* ENTRIES SHOWN:
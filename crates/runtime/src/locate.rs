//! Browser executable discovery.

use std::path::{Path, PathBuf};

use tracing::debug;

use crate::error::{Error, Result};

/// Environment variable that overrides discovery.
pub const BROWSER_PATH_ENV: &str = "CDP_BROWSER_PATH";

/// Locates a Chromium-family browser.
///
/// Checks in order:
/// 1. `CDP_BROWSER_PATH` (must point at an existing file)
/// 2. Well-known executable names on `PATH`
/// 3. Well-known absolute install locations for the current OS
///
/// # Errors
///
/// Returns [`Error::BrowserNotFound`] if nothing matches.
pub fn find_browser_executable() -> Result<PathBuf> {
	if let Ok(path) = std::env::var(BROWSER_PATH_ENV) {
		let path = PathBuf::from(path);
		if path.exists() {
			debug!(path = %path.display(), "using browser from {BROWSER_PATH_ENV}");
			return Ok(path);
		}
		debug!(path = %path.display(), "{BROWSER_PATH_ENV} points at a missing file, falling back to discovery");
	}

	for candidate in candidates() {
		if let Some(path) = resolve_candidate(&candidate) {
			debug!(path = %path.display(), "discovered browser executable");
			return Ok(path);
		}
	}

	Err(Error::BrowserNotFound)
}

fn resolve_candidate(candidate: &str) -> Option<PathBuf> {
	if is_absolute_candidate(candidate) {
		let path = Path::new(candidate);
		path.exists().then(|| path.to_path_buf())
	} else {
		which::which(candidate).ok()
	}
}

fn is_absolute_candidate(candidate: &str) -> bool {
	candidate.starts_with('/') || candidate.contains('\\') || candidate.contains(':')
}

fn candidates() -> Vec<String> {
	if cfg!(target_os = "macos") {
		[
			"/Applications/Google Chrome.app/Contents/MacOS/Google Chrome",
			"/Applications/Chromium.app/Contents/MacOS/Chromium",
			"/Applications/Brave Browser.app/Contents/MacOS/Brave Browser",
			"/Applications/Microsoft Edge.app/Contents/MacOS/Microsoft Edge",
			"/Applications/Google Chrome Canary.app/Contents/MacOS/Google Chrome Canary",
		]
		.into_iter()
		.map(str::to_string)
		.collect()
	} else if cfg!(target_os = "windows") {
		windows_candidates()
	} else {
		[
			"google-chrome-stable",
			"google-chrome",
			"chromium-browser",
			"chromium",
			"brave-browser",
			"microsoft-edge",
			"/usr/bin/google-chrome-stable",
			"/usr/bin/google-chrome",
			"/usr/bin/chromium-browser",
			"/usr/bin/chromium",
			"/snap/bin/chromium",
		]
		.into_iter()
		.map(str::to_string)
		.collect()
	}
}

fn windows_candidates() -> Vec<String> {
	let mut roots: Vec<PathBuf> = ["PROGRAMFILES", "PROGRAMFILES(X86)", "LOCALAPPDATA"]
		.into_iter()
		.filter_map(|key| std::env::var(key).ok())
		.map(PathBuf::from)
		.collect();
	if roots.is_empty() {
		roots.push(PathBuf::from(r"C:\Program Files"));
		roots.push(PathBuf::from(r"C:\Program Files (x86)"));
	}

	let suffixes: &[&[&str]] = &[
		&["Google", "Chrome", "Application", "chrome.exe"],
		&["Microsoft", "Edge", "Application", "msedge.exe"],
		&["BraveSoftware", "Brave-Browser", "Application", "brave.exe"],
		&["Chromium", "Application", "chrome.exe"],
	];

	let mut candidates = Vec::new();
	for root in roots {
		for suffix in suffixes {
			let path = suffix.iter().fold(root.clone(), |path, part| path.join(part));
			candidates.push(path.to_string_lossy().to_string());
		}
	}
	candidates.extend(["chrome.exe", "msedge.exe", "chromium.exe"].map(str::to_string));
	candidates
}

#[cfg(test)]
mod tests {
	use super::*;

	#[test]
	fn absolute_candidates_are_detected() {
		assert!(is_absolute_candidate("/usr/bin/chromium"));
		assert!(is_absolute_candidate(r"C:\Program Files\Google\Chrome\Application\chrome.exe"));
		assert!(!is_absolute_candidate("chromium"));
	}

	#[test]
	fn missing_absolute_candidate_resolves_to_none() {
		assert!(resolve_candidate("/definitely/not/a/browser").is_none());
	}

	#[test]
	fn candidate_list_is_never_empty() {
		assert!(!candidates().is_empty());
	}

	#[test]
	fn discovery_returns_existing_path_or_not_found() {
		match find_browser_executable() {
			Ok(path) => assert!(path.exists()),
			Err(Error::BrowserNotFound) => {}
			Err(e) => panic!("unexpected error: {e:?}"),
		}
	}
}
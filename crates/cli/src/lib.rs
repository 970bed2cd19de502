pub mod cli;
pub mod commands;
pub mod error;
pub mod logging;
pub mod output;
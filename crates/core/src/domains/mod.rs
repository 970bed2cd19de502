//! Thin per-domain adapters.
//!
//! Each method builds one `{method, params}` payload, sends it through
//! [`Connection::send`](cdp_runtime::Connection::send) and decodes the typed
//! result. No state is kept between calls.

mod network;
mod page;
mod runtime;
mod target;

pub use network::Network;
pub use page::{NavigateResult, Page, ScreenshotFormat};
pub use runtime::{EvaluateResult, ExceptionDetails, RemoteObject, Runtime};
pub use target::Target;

* TASK DIRECTIONS:
Retype the listing above word for word.

* TASK OUTPUT:
filename crates/runtime/src/locate.rs
//! Browser executable discovery.

use std::path::{Path, PathBuf};

use tracing::debug;

use crate::error::{Error, Result};

/// Environment variable that overrides discovery.
pub const BROWSER_PATH_ENV: &str = "CDP_BROWSER_PATH";

/// Locates a Chromium-family browser.
///
/// Checks in order:
/// 1. `CDP_BROWSER_PATH` (must point at an existing file)
/// 2. Well-known executable names on `PATH`
/// 3. Well-known absolute install locations for the current OS
///
/// # Errors
///
/// Returns [`Error::BrowserNotFound`] if nothing matches.
pub fn find_browser_executable() -> Result<PathBuf> {
	if let Ok(path) = std::env::var(BROWSER_PATH_ENV) {
		let path = PathBuf::from(path);
		if path.exists() {
			debug!(path = %path.display(), "using browser from {BROWSER_PATH_ENV}");
			return Ok(path);
		}
		debug!(path = %path.display(), "{BROWSER_PATH_ENV} points at a missing file, falling back to discovery");
	}

	for candidate in candidates() {
		if let Some(path) = resolve_candidate(&candidate) {
			debug!(path = %path.display(), "discovered browser executable");
			return Ok(path);
		}
	}

	Err(Error::BrowserNotFound)
}

fn resolve_candidate(candidate: &str) -> Option<PathBuf> {
	if is_absolute_candidate(candidate) {
		let path = Path::new(candidate);
		path.exists().then(|| path.to_path_buf())
	} else {
		which::which(candidate).ok()
	}
}

fn is_absolute_candidate(candidate: &str) -> bool {
	candidate.starts_with('/') || candidate.contains('\\') || candidate.contains(':')
}

fn candidates() -> Vec<String> {
	if cfg!(target_os = "macos") {
		[
			"/Applications/Google Chrome.app/Contents/MacOS/Google Chrome",
			"/Applications/Chromium.app/Contents/MacOS/Chromium",
			"/Applications/Brave Browser.app/Contents/MacOS/Brave Browser",
			"/Applications/Microsoft Edge.app/Contents/MacOS/Microsoft Edge",
			"/Applications/Google Chrome Canary.app/Contents/MacOS/Google Chrome Canary",
		]
		.into_iter()
		.map(str::to_string)
		.collect()
	} else if cfg!(target_os = "windows") {
		windows_candidates()
	} else {
		[
			"google-chrome-stable",
			"google-chrome",
			"chromium-browser",
			"chromium",
			"brave-browser",
			"microsoft-edge",
			"/usr/bin/google-chrome-stable",
			"/usr/bin/google-chrome",
			"/usr/bin/chromium-browser",
			"/usr/bin/chromium",
			"/snap/bin/chromium",
		]
		.into_iter()
		.map(str::to_string)
		.collect()
	}
}

fn windows_candidates() -> Vec<String> {
	let mut roots: Vec<PathBuf> = ["PROGRAMFILES", "PROGRAMFILES(X86)", "LOCALAPPDATA"]
		.into_iter()
		.filter_map(|key| std::env::var(key).ok())
		.map(PathBuf::from)
		.collect();
	if roots.is_empty() {
		roots.push(PathBuf::from(r"C:\Program Files"));
		roots.push(PathBuf::from(r"C:\Program Files (x86)"));
	}

	let suffixes: &[&[&str]] = &[
		&["Google", "Chrome", "Application", "chrome.exe"],
		&["Microsoft", "Edge", "Application", "msedge.exe"],
		&["BraveSoftware", "Brave-Browser", "Application", "brave.exe"],
		&["Chromium", "Application", "chrome.exe"],
	];

	let mut candidates = Vec::new();
	for root in roots {
		for suffix in suffixes {
			let path = suffix.iter().fold(root.clone(), |path, part| path.join(part));
			candidates.push(path.to_string_lossy().to_string());
		}
	}
	candidates.extend(["chrome.exe", "msedge.exe", "chromium.exe"].map(str::to_string));
	candidates
}

#[cfg(test)]
mod tests {
	use super::*;

	#[test]
	fn absolute_candidates_are_detected() {
		assert!(is_absolute_candidate("/usr/bin/chromium"));
		assert!(is_absolute_candidate(r"C:\Program Files\Google\Chrome\Application\chrome.exe"));
		assert!(!is_absolute_candidate("chromium"));
	}

	#[test]
	fn missing_absolute_candidate_resolves_to_none() {
		assert!(resolve_candidate("/definitely/not/a/browser").is_none());
	}

	#[test]
	fn candidate_list_is_never_empty() {
		assert!(!candidates().is_empty());
	}

	#[test]
	fn discovery_returns_existing_path_or_not_found() {
		match find_browser_executable() {
			Ok(path) => assert!(path.exists()),
			Err(Error::BrowserNotFound) => {}
			Err(e) => panic!("unexpected error: {e:?}"),
		}
	}
}
filename crates/cli/src/lib.rs
repository 970bed2cd19de502
pub mod cli;
pub mod commands;
pub mod error;
pub mod logging;
pub mod output;
filename crates/core/src/domains/mod.rs
repository 970bed2cd19de502
//! Thin per-domain adapters.
//!
//! Each method builds one `{method, params}` payload, sends it through
//! [`Connection::send`](cdp_runtime::Connection::send) and decodes the typed
//! result. No state is kept between calls.

mod network;
mod page;
mod runtime;
mod target;

pub use network::Network;
pub use page::{NavigateResult, Page, ScreenshotFormat};
pub use runtime::{EvaluateResult, ExceptionDetails, RemoteObject, Runtime};
pub use target::Target;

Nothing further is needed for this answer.